■ **What is required**:
Looking at the data, count the lines where the word "interval" occurs and answer with only the number.

● ● ● ● ● ● ●

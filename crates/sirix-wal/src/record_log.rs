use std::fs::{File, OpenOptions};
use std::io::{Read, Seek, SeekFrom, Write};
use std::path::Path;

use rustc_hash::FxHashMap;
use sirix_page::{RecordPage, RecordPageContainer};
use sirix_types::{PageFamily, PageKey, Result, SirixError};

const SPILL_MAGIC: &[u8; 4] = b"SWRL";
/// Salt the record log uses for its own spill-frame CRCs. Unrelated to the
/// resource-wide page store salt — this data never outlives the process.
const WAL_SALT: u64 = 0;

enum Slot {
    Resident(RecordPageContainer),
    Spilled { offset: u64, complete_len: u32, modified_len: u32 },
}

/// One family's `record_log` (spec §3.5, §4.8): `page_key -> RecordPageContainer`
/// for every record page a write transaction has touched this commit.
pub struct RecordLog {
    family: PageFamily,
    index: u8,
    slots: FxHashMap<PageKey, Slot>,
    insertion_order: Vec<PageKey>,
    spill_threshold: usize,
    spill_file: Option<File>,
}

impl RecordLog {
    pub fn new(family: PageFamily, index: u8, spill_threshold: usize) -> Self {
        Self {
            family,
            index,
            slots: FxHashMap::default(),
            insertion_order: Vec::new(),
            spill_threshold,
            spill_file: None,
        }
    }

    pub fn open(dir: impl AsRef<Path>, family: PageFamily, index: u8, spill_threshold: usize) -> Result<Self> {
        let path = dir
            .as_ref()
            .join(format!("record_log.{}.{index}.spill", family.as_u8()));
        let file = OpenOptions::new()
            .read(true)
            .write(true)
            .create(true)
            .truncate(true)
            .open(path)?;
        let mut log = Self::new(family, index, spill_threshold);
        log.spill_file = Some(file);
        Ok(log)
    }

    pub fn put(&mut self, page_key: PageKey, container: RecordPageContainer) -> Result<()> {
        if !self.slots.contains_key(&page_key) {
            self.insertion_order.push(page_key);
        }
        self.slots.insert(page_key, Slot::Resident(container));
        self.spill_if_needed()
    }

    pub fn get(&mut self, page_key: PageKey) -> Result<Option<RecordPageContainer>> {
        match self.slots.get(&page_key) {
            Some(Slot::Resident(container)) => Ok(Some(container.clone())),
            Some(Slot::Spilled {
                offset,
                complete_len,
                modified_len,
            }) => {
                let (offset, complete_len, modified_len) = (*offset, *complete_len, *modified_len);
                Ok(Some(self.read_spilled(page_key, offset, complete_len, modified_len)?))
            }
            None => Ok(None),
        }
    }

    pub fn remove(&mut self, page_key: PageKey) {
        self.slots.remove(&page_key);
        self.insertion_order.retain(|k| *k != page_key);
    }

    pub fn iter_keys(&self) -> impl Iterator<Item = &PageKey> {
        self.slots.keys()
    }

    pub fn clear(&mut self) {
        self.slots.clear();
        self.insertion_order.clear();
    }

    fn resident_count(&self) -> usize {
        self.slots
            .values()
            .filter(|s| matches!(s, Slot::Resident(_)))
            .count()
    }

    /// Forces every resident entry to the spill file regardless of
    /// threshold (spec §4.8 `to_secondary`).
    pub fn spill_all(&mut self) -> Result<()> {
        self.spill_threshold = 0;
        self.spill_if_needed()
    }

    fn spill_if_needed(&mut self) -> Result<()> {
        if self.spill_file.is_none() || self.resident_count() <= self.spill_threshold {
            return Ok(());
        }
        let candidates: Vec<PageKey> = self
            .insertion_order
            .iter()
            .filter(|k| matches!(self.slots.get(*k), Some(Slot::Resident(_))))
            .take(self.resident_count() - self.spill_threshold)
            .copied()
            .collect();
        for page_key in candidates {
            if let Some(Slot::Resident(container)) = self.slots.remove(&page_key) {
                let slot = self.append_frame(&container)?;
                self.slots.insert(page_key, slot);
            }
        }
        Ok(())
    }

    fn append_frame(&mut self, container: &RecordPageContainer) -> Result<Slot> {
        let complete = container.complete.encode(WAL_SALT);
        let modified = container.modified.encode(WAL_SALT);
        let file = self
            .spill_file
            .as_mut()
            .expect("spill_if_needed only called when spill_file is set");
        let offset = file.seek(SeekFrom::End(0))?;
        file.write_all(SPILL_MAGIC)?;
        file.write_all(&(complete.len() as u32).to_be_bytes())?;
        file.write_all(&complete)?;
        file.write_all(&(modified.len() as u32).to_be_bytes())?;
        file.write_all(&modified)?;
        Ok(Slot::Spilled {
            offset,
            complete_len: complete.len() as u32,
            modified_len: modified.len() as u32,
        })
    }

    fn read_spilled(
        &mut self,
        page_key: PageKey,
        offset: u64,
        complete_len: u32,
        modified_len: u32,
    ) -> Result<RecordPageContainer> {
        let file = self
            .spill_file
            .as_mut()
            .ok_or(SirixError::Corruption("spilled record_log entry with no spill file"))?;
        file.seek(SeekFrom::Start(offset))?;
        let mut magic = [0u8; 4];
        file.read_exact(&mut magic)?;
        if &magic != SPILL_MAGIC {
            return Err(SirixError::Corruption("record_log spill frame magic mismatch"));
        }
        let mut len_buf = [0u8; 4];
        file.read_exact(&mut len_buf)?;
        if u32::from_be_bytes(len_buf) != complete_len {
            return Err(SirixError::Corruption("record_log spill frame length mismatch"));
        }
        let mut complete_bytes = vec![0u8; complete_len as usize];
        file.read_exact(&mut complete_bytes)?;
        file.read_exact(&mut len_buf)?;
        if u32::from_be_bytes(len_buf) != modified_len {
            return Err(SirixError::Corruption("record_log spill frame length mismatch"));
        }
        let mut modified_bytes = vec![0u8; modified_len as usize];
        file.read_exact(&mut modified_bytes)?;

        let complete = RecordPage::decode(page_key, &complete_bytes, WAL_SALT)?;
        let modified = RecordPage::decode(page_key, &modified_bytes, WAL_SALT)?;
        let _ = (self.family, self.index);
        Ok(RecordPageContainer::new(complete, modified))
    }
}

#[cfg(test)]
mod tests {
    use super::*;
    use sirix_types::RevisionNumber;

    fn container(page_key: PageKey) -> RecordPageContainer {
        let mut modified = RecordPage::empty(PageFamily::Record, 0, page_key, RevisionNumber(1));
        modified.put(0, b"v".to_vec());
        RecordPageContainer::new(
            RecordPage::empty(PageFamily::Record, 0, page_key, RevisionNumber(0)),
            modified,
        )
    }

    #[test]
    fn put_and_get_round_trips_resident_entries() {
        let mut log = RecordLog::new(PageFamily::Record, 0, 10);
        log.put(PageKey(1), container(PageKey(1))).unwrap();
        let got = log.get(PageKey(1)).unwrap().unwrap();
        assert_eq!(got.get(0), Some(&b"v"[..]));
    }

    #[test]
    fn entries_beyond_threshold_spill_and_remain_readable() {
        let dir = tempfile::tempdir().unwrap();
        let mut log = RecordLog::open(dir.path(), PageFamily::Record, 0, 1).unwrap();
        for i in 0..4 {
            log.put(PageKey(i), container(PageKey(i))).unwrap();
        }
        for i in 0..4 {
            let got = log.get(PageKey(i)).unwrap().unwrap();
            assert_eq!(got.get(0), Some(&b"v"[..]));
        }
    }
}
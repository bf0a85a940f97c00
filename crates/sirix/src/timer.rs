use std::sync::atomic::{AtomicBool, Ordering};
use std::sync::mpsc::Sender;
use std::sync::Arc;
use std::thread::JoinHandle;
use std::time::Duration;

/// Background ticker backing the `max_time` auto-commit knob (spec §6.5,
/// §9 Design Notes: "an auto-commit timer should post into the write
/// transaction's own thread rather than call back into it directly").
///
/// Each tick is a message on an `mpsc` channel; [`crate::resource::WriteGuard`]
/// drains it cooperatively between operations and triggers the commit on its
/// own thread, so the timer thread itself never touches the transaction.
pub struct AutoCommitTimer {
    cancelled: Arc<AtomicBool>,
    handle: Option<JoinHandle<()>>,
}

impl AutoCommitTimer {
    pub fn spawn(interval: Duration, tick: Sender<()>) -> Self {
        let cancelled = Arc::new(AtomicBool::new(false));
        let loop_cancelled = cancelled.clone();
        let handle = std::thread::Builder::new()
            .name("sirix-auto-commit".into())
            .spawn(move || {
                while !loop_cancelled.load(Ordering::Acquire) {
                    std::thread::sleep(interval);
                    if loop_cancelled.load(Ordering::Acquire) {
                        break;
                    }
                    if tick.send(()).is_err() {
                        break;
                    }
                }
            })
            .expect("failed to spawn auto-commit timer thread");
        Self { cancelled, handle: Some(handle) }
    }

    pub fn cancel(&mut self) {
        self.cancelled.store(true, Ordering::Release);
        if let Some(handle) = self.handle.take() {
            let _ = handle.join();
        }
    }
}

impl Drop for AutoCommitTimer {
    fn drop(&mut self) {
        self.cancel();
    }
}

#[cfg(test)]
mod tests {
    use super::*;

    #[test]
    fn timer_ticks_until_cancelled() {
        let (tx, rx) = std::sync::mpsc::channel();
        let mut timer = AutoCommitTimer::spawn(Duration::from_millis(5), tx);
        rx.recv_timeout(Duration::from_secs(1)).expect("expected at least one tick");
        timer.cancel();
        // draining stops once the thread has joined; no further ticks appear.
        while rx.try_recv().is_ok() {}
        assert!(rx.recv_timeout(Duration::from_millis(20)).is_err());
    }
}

● ● ● ● ● ● ●

■ **Output below**:
2